Data for this task START
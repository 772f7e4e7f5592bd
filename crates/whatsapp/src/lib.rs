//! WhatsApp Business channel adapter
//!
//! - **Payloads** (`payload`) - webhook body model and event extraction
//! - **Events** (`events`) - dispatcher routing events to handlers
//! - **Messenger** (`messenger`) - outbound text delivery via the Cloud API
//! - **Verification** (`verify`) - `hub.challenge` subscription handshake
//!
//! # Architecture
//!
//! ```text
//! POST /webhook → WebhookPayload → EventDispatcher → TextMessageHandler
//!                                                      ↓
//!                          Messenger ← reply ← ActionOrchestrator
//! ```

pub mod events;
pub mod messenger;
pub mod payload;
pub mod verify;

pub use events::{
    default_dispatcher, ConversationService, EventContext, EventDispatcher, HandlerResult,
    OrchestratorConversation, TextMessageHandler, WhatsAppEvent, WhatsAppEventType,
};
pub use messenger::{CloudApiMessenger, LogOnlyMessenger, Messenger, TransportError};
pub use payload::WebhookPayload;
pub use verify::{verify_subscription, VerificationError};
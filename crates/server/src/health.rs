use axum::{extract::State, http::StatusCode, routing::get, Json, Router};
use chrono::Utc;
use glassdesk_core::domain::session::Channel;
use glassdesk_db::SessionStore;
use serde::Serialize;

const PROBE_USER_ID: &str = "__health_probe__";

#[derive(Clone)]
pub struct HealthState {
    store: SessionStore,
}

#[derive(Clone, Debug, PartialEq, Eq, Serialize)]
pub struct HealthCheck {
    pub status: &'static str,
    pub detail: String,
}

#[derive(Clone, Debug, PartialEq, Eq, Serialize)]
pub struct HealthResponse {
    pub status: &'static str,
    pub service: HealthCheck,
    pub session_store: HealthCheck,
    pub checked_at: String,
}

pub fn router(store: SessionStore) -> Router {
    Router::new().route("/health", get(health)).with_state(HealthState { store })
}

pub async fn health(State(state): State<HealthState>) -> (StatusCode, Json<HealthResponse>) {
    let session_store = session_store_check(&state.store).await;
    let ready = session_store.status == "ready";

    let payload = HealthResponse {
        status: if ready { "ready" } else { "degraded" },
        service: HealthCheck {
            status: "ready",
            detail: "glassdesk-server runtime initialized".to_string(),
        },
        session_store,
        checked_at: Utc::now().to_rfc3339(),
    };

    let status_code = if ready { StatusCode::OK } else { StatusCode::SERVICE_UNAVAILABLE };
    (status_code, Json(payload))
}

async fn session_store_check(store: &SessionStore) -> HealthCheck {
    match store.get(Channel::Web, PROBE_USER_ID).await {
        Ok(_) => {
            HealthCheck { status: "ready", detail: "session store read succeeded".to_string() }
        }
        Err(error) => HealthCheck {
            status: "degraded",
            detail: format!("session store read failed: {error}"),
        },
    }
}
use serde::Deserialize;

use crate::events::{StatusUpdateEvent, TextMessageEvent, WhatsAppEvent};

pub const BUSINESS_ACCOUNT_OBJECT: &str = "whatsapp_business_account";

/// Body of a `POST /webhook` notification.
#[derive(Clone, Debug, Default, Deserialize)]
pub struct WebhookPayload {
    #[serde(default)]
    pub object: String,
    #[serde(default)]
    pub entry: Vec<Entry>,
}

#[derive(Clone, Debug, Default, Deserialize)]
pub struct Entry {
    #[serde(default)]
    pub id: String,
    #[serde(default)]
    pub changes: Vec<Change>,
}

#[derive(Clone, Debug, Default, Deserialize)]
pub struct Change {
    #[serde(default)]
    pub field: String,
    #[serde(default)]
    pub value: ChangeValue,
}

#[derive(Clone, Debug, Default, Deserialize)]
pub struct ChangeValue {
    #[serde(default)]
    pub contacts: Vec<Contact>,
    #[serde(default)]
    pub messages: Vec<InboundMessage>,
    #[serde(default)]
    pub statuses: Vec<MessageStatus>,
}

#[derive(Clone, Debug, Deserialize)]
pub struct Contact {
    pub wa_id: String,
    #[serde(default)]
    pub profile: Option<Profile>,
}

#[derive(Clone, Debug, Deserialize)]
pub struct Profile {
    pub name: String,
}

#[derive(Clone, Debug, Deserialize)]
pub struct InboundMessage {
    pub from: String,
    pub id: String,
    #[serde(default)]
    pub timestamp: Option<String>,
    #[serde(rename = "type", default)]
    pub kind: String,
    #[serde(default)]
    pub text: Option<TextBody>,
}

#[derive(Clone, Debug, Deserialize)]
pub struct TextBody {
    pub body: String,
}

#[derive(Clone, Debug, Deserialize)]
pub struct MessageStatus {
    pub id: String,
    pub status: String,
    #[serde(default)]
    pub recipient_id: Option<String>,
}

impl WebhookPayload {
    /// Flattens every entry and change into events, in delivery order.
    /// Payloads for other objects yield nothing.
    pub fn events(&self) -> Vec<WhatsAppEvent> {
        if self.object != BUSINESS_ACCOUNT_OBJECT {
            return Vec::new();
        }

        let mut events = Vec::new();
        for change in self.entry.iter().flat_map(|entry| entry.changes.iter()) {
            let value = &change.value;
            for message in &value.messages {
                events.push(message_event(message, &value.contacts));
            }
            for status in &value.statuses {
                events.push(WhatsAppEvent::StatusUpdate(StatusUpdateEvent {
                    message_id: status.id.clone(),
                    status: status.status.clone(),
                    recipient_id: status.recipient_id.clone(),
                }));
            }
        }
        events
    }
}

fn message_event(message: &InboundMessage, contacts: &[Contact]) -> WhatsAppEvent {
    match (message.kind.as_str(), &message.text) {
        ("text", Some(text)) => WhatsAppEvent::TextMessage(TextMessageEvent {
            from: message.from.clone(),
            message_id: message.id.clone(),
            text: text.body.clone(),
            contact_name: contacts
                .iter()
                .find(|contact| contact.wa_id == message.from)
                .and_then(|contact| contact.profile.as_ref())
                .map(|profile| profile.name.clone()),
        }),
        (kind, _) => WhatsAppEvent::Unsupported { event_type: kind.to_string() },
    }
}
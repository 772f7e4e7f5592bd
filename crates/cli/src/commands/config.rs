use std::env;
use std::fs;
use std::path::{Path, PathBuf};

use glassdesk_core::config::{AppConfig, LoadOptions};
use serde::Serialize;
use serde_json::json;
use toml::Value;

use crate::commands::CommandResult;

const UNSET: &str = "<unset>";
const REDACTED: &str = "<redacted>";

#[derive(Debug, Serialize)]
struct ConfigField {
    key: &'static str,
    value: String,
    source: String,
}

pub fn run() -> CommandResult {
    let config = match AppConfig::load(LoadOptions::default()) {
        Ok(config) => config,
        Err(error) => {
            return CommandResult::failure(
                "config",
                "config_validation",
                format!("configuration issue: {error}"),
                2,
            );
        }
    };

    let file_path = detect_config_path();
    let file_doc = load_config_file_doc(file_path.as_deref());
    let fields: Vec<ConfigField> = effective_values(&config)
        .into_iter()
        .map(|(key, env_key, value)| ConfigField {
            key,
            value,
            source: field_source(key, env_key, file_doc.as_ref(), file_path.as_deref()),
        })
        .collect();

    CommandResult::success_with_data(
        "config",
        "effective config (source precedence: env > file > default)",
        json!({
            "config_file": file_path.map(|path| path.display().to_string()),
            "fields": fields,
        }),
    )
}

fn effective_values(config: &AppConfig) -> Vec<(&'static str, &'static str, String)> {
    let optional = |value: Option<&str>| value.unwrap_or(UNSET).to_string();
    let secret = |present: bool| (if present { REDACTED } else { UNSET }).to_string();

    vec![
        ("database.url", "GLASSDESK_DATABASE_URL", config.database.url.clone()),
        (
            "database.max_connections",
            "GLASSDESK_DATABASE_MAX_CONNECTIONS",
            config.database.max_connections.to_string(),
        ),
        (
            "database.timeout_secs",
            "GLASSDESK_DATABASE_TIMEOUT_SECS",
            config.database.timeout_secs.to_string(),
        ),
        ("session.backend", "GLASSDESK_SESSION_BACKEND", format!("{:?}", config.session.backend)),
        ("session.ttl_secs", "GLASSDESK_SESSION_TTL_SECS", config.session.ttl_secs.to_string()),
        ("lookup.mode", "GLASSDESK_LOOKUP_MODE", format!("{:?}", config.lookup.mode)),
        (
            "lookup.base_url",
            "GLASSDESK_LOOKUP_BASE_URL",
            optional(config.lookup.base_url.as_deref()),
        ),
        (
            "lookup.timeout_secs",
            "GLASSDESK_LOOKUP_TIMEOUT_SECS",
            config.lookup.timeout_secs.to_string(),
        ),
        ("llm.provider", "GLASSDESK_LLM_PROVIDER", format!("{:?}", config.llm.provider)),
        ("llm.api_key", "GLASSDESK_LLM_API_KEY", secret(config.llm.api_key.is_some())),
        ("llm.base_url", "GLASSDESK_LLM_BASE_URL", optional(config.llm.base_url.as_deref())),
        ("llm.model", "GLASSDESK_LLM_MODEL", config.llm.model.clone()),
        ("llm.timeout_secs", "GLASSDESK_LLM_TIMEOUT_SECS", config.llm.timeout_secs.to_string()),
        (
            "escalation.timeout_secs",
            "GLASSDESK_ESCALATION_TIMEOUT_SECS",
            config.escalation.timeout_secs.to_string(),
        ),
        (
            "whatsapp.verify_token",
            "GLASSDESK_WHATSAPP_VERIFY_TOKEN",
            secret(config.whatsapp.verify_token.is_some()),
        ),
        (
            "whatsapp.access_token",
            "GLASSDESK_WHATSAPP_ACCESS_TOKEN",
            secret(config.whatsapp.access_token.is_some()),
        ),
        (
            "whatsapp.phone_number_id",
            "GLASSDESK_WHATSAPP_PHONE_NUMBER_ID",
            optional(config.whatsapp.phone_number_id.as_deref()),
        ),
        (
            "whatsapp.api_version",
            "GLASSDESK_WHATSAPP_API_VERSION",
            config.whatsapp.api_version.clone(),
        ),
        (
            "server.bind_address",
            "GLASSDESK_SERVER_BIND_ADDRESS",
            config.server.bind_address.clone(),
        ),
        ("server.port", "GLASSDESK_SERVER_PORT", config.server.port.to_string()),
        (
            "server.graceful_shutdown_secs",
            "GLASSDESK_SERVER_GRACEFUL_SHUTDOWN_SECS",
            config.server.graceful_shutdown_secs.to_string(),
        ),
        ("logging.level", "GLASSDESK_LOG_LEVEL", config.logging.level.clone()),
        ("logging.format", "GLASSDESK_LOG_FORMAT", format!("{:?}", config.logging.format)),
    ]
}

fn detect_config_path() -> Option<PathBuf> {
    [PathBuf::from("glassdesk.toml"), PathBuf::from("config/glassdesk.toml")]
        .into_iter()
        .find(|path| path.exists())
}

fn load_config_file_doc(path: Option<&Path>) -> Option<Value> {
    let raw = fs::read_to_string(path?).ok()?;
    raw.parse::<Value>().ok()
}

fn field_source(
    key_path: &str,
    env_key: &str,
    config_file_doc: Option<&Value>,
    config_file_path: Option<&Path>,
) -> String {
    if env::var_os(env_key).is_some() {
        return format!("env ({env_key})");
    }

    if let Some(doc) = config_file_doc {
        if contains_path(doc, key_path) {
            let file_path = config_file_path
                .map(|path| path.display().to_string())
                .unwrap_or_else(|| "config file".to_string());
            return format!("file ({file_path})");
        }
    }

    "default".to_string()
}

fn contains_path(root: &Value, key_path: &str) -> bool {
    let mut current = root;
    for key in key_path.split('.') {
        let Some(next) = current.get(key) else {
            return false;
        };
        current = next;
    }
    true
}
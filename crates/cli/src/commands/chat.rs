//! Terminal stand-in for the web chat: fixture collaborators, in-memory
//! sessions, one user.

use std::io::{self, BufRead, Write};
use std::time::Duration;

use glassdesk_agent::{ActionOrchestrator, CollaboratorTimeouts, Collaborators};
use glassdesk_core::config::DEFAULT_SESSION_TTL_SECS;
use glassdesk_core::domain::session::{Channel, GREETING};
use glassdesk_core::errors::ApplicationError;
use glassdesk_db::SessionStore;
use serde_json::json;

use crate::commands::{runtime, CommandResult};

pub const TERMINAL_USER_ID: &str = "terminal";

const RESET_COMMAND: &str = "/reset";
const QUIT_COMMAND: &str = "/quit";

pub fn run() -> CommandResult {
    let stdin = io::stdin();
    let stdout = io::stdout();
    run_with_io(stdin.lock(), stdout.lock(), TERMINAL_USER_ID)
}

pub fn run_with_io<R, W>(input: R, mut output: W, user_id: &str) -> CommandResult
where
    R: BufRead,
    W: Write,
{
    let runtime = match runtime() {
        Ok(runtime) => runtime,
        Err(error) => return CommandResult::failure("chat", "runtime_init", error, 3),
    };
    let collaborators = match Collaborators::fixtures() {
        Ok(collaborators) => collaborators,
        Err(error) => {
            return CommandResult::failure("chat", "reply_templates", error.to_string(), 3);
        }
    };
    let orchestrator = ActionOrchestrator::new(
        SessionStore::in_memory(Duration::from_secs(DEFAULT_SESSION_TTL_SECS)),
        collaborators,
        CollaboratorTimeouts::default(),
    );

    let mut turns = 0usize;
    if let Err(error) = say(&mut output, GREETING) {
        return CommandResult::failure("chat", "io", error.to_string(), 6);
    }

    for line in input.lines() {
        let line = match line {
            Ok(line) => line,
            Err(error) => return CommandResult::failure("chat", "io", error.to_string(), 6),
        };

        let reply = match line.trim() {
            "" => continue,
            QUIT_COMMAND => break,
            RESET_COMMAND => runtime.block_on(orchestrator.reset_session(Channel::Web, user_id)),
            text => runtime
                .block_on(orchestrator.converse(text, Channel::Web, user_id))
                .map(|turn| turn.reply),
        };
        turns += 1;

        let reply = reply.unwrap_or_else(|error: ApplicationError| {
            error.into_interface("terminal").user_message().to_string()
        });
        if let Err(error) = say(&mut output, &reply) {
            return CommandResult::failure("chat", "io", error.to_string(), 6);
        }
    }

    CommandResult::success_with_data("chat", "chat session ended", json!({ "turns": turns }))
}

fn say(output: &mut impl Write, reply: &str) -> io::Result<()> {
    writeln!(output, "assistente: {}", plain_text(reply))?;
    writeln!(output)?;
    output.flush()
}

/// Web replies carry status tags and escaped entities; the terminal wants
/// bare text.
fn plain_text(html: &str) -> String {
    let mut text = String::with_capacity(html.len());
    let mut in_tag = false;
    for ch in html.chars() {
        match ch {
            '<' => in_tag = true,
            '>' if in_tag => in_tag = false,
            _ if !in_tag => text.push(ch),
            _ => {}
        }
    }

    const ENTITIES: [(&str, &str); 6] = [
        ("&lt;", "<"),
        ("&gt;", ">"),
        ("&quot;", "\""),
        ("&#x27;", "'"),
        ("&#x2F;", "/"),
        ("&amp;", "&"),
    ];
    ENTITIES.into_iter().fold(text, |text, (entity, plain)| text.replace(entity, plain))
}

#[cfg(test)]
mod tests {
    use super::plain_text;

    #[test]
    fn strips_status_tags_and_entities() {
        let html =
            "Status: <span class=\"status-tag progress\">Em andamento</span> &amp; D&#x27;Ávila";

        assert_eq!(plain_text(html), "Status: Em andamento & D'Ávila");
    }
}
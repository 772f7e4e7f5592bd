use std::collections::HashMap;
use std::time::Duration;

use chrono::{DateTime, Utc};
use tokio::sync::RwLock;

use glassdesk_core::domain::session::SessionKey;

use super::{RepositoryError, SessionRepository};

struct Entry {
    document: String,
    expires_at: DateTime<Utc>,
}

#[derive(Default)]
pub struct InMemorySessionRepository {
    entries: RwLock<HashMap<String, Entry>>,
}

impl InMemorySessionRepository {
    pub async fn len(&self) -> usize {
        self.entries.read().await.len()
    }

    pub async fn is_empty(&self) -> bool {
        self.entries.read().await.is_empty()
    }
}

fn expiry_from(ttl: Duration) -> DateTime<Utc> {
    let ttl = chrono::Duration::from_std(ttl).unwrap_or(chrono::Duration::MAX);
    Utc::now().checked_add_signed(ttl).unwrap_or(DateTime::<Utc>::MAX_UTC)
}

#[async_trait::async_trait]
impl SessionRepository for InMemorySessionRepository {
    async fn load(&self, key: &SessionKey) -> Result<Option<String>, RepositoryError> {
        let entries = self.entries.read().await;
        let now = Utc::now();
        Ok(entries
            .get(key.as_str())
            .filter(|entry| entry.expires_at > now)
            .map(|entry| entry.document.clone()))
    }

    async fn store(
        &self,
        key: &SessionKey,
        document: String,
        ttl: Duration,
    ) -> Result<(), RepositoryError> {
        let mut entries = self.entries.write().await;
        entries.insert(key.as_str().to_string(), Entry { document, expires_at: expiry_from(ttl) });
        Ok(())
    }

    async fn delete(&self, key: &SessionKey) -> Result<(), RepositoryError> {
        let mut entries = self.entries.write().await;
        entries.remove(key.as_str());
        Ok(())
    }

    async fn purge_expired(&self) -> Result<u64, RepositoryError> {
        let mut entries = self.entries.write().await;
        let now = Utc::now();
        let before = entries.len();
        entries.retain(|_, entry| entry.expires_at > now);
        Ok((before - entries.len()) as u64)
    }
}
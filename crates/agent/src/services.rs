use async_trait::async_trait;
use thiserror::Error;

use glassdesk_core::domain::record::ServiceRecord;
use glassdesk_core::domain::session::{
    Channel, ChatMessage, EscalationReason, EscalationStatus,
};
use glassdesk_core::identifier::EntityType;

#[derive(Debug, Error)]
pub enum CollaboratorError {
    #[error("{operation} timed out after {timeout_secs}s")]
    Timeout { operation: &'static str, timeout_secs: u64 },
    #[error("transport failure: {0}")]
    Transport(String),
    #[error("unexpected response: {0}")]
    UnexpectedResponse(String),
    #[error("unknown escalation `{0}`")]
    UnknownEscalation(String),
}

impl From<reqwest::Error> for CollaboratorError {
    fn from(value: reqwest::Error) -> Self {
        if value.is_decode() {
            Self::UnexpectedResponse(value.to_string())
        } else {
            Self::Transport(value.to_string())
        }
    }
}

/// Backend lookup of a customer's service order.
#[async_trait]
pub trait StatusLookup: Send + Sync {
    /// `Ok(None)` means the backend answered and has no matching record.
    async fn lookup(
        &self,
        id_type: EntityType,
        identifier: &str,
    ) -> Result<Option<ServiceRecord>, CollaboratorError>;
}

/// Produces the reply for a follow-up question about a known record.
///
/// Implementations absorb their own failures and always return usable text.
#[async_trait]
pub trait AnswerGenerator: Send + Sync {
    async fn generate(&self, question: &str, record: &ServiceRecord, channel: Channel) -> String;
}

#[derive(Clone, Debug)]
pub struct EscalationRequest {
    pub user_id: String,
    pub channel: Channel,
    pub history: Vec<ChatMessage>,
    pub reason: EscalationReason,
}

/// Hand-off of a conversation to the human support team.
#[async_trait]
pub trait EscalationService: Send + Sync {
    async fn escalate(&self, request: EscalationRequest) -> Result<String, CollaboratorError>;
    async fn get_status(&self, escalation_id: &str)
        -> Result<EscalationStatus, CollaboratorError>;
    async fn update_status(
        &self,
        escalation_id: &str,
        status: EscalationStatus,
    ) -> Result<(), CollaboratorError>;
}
Data for this task END
Requirement> Each line containing the word "SessionStore" needs to be copied from the data above.

Written response>
use glassdesk_db::SessionStore;
    store: SessionStore,
pub fn router(store: SessionStore) -> Router {
async fn session_store_check(store: &SessionStore) -> HealthCheck {
use glassdesk_db::SessionStore;
        SessionStore::in_memory(Duration::from_secs(DEFAULT_SESSION_TTL_SECS)),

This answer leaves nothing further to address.